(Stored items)
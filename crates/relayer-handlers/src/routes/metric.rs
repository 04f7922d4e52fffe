// Copyright 2022 Webb Technologies Inc.
//
// Licensed under the Apache License, Version 2.0 (the "License");
// you may not use this file except in compliance with the License.
// You may obtain a copy of the License at
//
// http://www.apache.org/licenses/LICENSE-2.0
//
// Unless required by applicable law or agreed to in writing, software
// distributed under the License is distributed on an "AS IS" BASIS,
// WITHOUT WARRANTIES OR CONDITIONS OF ANY KIND, either express or implied.
// See the License for the specific language governing permissions and
// limitations under the License.


use std::sync::Arc;

use axum::extract::State;
use axum::http::StatusCode;
use axum::Json;
use hub_relayer_worker::RelayApi;
use serde::Serialize;

use hub_relayer_utils::HandlerError;

/// Response with the gathered metrics, in the prometheus text format.
#[derive(Debug, Serialize)]
#[serde(rename_all = "camelCase")]
pub struct RelayerMetricResponse {
    metrics: String,
}

/// Handles `GET /metrics`.
pub async fn handle_metric_info(
    State(api): State<Arc<dyn RelayApi>>,
) -> Result<Json<RelayerMetricResponse>, HandlerError> {
    let metrics = api.metrics().gather_metrics().map_err(|e| {
        tracing::warn!("Failed to gather metrics: {e}");
        HandlerError(StatusCode::INTERNAL_SERVER_ERROR, e.to_string())
    })?;
    Ok(Json(RelayerMetricResponse { metrics }))
}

Action item ▸
Using the data above, restate word for word the lines from its opening line through the line that contains "distributed under the", and no more.

Response to the exercise ▸
filename crates/relayer-handlers/src/routes/metric.rs
repository 04f7922d4e52fffe
// Copyright 2022 Webb Technologies Inc.
//
// Licensed under the Apache License, Version 2.0 (the "License");
// you may not use this file except in compliance with the License.
// You may obtain a copy of the License at
//
// http://www.apache.org/licenses/LICENSE-2.0
//
// Unless required by applicable law or agreed to in writing, software
// distributed under the License is distributed on an "AS IS" BASIS,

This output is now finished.